TASK TO CARRY OUT ▸ From the entries that follow, list every line in which the string "vendor" appears.
════
//! pc-io: pump curve loading and interchange.
//!
//! Loaders turn tabular exports into a [`CurveRecord`], the normalized flat
//! mapping of named arrays that the rest of the workspace consumes:
//! - [`vendor`]: fixed-layout vendor export (identity block + data table)
//! - [`generic`]: any table, with caller-supplied column names
//! - [`json`]: indented JSON interchange of a record

pub mod generic;
pub mod json;
pub mod record;
pub mod vendor;

pub use generic::{ColumnMapping, load_generic_csv, parse_generic_csv};
pub use json::{read_json, to_json_string, write_json};
pub use record::CurveRecord;
pub use vendor::{load_vendor_csv, parse_vendor_csv};

use pc_pump::PumpError;
use std::path::PathBuf;

pub type LoadResult<T> = Result<T, LoadError>;

#[derive(thiserror::Error, Debug)]
pub enum LoadError {
    /// Malformed or missing column in the source table.
    #[error("Parse error in column '{column}': {reason}")]
    Parse { column: String, reason: String },

    #[error("Failed to read curve file: {path}")]
    FileRead {
        path: PathBuf,
        source: std::io::Error,
    },

    #[error("I/O error: {0}")]
    Io(#[from] std::io::Error),

    #[error("CSV error: {0}")]
    Csv(#[from] csv::Error),

    #[error("JSON error: {0}")]
    Json(#[from] serde_json::Error),

    #[error("Pump model error: {0}")]
    Pump(#[from] PumpError),
}

impl LoadError {
    pub(crate) fn parse(column: impl Into<String>, reason: impl Into<String>) -> Self {
        LoadError::Parse {
            column: column.into(),
            reason: reason.into(),
        }
    }

    pub(crate) fn missing_column(column: &str) -> Self {
        Self::parse(column, "column not found")
    }
}

/// Parse one numeric cell, naming the column on failure.
pub(crate) fn parse_cell(column: &str, line: u64, cell: &str) -> LoadResult<f64> {
    let trimmed = cell.trim();
    trimmed.parse::<f64>().map_err(|_| {
        LoadError::parse(
            column,
            format!("line {line}: '{trimmed}' is not a number"),
        )
    })
}

fn open_file(path: &std::path::Path) -> LoadResult<std::fs::File> {
    std::fs::File::open(path).map_err(|source| LoadError::FileRead {
        path: path.to_path_buf(),
        source,
    })
}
════
OUTPUT ▸
//! - [`vendor`]: fixed-layout vendor export (identity block + data table)
pub mod vendor;
pub use vendor::{load_vendor_csv, parse_vendor_csv};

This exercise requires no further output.